Senate Majority Leader Joe Pittman, R-Indiana, called Shapiro's proposed tax break a “Band-Aid approach” to a much deeper problem of a thin workforce affecting employers across the spectrum, not just schools, hospitals and police departments.
Pittman said a better idea might be cutting state personal income taxes for all employees to encourage more people to work, although Pittman he qualified that by saying the state must first ensure that its “fiscal house is in order.”
“The best way to encourage greater participation in the labor force is to take less out of an individual's paycheck, make it more attractive to work,” Pittman told a Pennsylvania Press Club luncheon Monday.
Shapiro’s proposal effectively asks the rest of the labor force to subsidize a tax break for officers, nurses and teachers, Pittman said.

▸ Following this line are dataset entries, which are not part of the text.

//! Watchers
//!
//! A watcher runs a callback with `(new, old)` whenever its source changes.
//! Sources are getters, reactive objects (traversed field by field) or refs.
//! Watchers flush synchronously: the callback runs inside the write that
//! changed the source.
//!
//! Callbacks run untracked, so reads inside a callback never subscribe the
//! watcher to anything.

use std::cell::RefCell;
use std::collections::HashSet;
use std::fmt;
use std::rc::{Rc, Weak};

use super::context::untrack;
use super::effect::ReactiveEffect;
use super::refs::Ref;
use super::store::ReactiveObject;
use super::value::Value;
use super::ObjectId;

/// What a watcher observes.
#[derive(Clone)]
pub enum WatchSource {
    Getter(Rc<dyn Fn() -> Value>),
    Reactive(ReactiveObject),
    Ref(Ref),
}

impl WatchSource {
    pub fn getter(f: impl Fn() -> Value + 'static) -> Self {
        WatchSource::Getter(Rc::new(f))
    }
}

impl From<ReactiveObject> for WatchSource {
    fn from(object: ReactiveObject) -> Self {
        WatchSource::Reactive(object)
    }
}

impl From<Ref> for WatchSource {
    fn from(r: Ref) -> Self {
        WatchSource::Ref(r)
    }
}

impl fmt::Debug for WatchSource {
    fn fmt(&self, f: &mut fmt::Formatter<'_>) -> fmt::Result {
        match self {
            WatchSource::Getter(_) => f.write_str("Getter"),
            WatchSource::Reactive(object) => f.debug_tuple("Reactive").field(object).finish(),
            WatchSource::Ref(r) => f.debug_tuple("Ref").field(r).finish(),
        }
    }
}

/// Options for [`watch`].
#[derive(Debug, Clone, Copy, Default, PartialEq, Eq)]
pub struct WatchOptions {
    /// Run the callback once right away, with a null old value.
    pub immediate: bool,
    /// Traverse the source value this many levels deep and fire on any nested
    /// change. Reactive-object sources are always traversed (fully, unless a
    /// depth is given).
    pub deep: Option<usize>,
}

impl WatchOptions {
    pub fn immediate() -> Self {
        Self {
            immediate: true,
            ..Self::default()
        }
    }

    pub fn deep() -> Self {
        Self {
            deep: Some(usize::MAX),
            ..Self::default()
        }
    }
}

/// Registers a cleanup to run before the next callback and on stop.
#[derive(Clone, Default)]
pub struct OnCleanup(Rc<RefCell<Option<Box<dyn FnOnce()>>>>);

impl OnCleanup {
    /// Replace the pending cleanup with `f`.
    pub fn register(&self, f: impl FnOnce() + 'static) {
        *self.0.borrow_mut() = Some(Box::new(f));
    }

    fn run(&self) {
        let pending = self.0.borrow_mut().take();
        if let Some(cleanup) = pending {
            cleanup();
        }
    }
}

type Callback = Box<dyn FnMut(&Value, &Value, &OnCleanup)>;

struct WatchState {
    effect: RefCell<Option<ReactiveEffect<Value>>>,
    old: RefCell<Value>,
    callback: RefCell<Callback>,
    cleanup: OnCleanup,
    force: bool,
}

impl WatchState {
    fn job(&self) {
        let Some(effect) = self.effect.borrow().clone() else {
            return;
        };
        if !effect.is_active() {
            return;
        }

        let new = effect.run();
        if !self.force && new.same(&self.old.borrow()) {
            return;
        }

        self.cleanup.run();
        let old = self.old.replace(new.clone());
        untrack(|| {
            // A callback that writes its own source does not recurse.
            if let Ok(mut callback) = self.callback.try_borrow_mut() {
                callback(&new, &old, &self.cleanup);
            }
        });
    }
}

/// Handle to a running watcher. Dropping it stops the watcher.
#[must_use = "dropping the handle stops the watcher"]
pub struct WatchHandle {
    effect: ReactiveEffect<Value>,
    cleanup: OnCleanup,
    _state: Option<Rc<WatchState>>,
}

impl WatchHandle {
    /// Dispose the watcher and run any pending cleanup.
    pub fn stop(&self) {
        if self.effect.is_active() {
            self.effect.stop();
            self.cleanup.run();
        }
    }

    pub fn is_active(&self) -> bool {
        self.effect.is_active()
    }

    /// Hold source changes until [`resume`](Self::resume).
    pub fn pause(&self) {
        self.effect.pause();
    }

    pub fn resume(&self) {
        self.effect.resume();
    }
}

impl Drop for WatchHandle {
    fn drop(&mut self) {
        self.stop();
    }
}

impl fmt::Debug for WatchHandle {
    fn fmt(&self, f: &mut fmt::Formatter<'_>) -> fmt::Result {
        f.debug_struct("WatchHandle")
            .field("effect", &self.effect)
            .finish()
    }
}

/// Call `callback(new, old, on_cleanup)` whenever `source` changes.
///
/// # Example
///
/// ```rust
/// use std::cell::RefCell;
/// use std::rc::Rc;
/// use trellis_core::reactive::{watch, Ref, Value, WatchOptions};
///
/// let count = Ref::new(0);
/// let log = Rc::new(RefCell::new(Vec::new()));
/// let sink = log.clone();
///
/// let _handle = watch(count.clone(), move |new, old, _| {
///     sink.borrow_mut().push((new.clone(), old.clone()));
/// }, WatchOptions::default());
///
/// count.set(1);
/// assert_eq!(*log.borrow(), vec![(Value::Int(1), Value::Int(0))]);
/// ```
pub fn watch<F>(source: impl Into<WatchSource>, callback: F, options: WatchOptions) -> WatchHandle
where
    F: FnMut(&Value, &Value, &OnCleanup) + 'static,
{
    let (getter, force): (Rc<dyn Fn() -> Value>, bool) = match source.into() {
        WatchSource::Reactive(object) => {
            let depth = options.deep.unwrap_or(usize::MAX);
            let getter: Rc<dyn Fn() -> Value> = Rc::new(move || {
                let value = Value::Reactive(object.clone());
                traverse(&value, depth, &mut HashSet::new());
                value
            });
            (getter, true)
        }
        WatchSource::Ref(r) => {
            let getter: Rc<dyn Fn() -> Value> = Rc::new(move || r.get());
            (getter, false)
        }
        WatchSource::Getter(f) => (f, false),
    };

    let (getter, force): (Rc<dyn Fn() -> Value>, bool) = match options.deep {
        Some(depth) if !force => {
            let deep: Rc<dyn Fn() -> Value> = Rc::new(move || {
                let value = getter();
                traverse(&value, depth, &mut HashSet::new());
                value
            });
            (deep, true)
        }
        _ => (getter, force),
    };

    let cleanup = OnCleanup::default();
    let state = Rc::new(WatchState {
        effect: RefCell::new(None),
        old: RefCell::new(Value::Null),
        callback: RefCell::new(Box::new(callback)),
        cleanup: cleanup.clone(),
        force,
    });

    let weak: Weak<WatchState> = Rc::downgrade(&state);
    let effect = ReactiveEffect::with_scheduler(
        move || getter(),
        move || {
            if let Some(state) = weak.upgrade() {
                state.job();
            }
        },
    );
    *state.effect.borrow_mut() = Some(effect.clone());

    if options.immediate {
        state.job();
    } else {
        *state.old.borrow_mut() = effect.run();
    }

    WatchHandle {
        effect,
        cleanup,
        _state: Some(state),
    }
}

/// Run `f` now and again whenever anything it reads changes.
///
/// The cleanup registered through the [`OnCleanup`] argument runs before each
/// re-run and when the watcher stops.
pub fn watch_effect<F>(f: F) -> WatchHandle
where
    F: Fn(&OnCleanup) + 'static,
{
    let cleanup = OnCleanup::default();
    let registrar = cleanup.clone();
    let effect = ReactiveEffect::new(move || {
        registrar.run();
        f(&registrar);
        Value::Null
    });
    effect.run();

    WatchHandle {
        effect,
        cleanup,
        _state: None,
    }
}

/// Read every field reachable from `value`, up to `depth` levels, so the
/// running computation subscribes to all of them.
fn traverse(value: &Value, depth: usize, seen: &mut HashSet<ObjectId>) {
    if depth == 0 {
        return;
    }

    match value {
        Value::Reactive(object) => {
            if !seen.insert(object.id()) {
                return;
            }
            for key in object.keys() {
                traverse(&object.get(&key), depth - 1, seen);
            }
        }
        Value::List(items) => {
            for item in items.iter() {
                traverse(item, depth - 1, seen);
            }
        }
        _ => {}
    }
}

Pittman said he has not heard any member of the Senate's Republican caucus offer support for Shapiro's proposal, which is under consideration by lawmakers with the rest of Shapiro's $44.4 billion budget proposal for the 2023-24 fiscal year starting July 1.
Under Shapiro's proposal, newly certified nurses, teachers and officers could receive a three-year tax credit of up to $2,500 a year, a central short-term plank in his effort to address the shortages in Pennsylvania.
Shapiro's office billed it as his “plans to Rebuild Pennsylvania’s Workforce," although many new recruits may not fully receive $2,500 because of how much they earn.
That's because the size of a tax credit depends on how much a newly certified officer, nurse or teacher pays in state income tax, and many of them likely pay well below $2,500.
Pittman confronted Shapiro's budget secretary, Uri Monson, during an Appropriations Committee hearing on Friday, and asked how many people Monson expected to persuade with the tax credit to become officers, nurses or teachers.
Monson said it was difficult to predict.
“This is a labor market unlike anything most of us have seen, post-pandemic, workers really chasing opportunities,” Monson said. “So we wanted to try a variety of approaches and this was one we think will help people’s pocketbook right away.”